[Stored items]
=====

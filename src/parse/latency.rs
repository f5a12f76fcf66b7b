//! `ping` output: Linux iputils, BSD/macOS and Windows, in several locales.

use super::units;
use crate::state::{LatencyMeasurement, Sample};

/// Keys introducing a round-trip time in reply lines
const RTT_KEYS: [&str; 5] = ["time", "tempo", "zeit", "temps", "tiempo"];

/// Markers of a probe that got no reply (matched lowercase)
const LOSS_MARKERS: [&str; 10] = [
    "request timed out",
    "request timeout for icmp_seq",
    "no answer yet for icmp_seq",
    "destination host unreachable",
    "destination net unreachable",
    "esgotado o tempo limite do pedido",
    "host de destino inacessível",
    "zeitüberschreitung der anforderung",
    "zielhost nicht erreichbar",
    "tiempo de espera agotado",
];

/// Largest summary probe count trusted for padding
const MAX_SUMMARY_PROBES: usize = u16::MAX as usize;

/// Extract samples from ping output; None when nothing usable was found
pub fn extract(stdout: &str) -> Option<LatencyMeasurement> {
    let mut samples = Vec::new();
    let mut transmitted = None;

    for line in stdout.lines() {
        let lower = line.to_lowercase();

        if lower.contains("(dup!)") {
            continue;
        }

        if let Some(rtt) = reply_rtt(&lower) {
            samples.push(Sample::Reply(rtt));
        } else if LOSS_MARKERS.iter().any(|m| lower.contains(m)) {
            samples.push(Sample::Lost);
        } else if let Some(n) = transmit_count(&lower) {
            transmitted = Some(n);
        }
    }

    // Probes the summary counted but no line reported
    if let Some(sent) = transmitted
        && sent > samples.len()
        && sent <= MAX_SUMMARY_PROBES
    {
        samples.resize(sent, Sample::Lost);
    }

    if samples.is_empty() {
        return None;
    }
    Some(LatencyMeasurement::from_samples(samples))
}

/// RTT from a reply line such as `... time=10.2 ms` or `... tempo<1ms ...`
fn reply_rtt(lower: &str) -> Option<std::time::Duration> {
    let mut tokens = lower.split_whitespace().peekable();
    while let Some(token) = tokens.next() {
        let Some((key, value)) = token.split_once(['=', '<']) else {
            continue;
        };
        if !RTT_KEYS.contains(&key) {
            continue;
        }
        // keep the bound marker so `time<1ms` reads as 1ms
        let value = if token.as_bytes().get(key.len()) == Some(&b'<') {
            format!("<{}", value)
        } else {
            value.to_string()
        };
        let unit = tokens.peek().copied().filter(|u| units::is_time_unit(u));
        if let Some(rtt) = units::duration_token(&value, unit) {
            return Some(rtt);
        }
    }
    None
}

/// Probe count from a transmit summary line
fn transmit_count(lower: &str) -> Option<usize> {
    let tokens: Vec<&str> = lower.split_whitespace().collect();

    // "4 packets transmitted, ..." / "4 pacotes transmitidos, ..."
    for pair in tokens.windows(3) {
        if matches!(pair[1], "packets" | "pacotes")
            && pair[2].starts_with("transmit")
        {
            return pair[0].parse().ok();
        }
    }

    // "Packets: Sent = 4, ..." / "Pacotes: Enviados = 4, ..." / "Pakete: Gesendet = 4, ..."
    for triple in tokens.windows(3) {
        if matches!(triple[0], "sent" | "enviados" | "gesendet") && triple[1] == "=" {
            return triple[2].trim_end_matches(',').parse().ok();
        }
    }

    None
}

=====

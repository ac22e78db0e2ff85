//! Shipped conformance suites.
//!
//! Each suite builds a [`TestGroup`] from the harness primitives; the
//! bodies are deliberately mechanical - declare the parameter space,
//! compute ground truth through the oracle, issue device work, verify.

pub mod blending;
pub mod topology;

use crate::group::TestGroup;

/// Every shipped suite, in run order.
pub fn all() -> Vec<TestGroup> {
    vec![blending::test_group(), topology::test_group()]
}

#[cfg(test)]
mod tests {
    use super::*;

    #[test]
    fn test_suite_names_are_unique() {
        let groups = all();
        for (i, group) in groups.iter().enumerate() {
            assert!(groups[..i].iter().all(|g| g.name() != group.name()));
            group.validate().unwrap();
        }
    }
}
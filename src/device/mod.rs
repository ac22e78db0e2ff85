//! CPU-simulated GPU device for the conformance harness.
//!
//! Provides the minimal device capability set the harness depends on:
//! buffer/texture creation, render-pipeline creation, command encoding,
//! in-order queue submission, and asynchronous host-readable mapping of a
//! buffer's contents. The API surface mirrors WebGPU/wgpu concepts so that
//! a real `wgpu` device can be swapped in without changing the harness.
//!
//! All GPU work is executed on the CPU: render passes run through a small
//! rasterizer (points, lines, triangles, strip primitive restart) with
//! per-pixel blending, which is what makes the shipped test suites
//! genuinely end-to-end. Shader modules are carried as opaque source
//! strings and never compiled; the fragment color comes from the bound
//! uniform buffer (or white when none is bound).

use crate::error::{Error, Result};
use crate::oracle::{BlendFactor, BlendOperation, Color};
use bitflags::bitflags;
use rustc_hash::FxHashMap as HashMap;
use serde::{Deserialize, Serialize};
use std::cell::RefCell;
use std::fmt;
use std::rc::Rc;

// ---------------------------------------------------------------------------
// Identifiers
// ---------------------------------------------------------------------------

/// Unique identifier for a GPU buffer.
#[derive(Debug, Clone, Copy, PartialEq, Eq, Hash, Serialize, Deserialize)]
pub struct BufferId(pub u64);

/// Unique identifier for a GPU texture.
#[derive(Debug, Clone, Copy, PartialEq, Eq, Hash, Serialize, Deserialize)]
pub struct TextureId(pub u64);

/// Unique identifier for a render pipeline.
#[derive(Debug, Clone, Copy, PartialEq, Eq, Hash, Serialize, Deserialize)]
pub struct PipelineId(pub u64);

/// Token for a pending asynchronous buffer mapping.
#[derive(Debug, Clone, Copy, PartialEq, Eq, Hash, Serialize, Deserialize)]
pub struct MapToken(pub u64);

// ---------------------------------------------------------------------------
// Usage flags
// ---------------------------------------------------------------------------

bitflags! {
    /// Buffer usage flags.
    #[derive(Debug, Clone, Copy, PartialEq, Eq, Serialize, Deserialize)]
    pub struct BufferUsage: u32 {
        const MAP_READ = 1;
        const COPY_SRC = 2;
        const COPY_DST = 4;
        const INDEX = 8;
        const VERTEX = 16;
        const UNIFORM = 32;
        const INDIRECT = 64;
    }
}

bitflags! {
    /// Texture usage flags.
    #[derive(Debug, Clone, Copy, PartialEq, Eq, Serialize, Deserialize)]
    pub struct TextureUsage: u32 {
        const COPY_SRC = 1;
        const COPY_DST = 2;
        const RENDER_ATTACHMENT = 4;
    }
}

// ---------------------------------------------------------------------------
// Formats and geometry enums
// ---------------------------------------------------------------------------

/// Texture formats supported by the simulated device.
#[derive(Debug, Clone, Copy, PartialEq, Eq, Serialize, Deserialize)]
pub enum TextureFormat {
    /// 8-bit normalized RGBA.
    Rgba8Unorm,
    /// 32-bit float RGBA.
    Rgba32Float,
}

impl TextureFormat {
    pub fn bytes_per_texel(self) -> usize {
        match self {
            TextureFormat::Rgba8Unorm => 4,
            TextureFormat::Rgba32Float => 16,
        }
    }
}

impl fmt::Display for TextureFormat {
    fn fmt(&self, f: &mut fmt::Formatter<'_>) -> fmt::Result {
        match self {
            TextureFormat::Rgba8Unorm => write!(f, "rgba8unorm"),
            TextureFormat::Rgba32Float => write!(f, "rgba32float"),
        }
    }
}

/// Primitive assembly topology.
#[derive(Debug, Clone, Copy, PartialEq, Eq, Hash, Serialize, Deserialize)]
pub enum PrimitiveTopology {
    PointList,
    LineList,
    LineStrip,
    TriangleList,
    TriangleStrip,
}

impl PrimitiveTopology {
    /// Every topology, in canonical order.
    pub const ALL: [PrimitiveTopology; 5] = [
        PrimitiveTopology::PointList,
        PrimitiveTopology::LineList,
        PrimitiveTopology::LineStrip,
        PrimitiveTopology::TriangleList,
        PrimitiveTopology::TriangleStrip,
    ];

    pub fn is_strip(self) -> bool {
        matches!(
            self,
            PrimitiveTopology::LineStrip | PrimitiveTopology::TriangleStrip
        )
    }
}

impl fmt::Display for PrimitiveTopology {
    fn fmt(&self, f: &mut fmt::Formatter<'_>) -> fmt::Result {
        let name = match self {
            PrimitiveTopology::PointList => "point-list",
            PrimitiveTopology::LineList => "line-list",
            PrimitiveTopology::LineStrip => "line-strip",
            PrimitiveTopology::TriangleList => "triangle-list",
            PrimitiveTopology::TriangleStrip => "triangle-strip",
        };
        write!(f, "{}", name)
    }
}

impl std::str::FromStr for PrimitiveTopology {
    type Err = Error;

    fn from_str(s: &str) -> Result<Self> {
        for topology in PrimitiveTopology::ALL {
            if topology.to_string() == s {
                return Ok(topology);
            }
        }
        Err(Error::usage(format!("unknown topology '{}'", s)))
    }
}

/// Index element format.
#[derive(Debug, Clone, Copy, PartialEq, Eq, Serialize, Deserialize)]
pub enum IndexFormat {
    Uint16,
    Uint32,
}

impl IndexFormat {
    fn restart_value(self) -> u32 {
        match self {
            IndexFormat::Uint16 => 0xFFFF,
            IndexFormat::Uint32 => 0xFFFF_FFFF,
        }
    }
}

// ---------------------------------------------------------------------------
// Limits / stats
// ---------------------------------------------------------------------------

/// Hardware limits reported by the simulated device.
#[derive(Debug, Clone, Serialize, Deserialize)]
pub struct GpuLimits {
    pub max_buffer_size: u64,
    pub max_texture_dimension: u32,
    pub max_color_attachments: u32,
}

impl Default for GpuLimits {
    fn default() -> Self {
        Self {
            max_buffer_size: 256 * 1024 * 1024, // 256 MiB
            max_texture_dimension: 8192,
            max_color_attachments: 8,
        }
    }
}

=====

_WORK TO COMPLETE_
Pick each line holding the word "Every" out of the data and copy it.

_RESPONSE BELOW_
/// Every shipped suite, in run order.
    /// Every topology, in canonical order.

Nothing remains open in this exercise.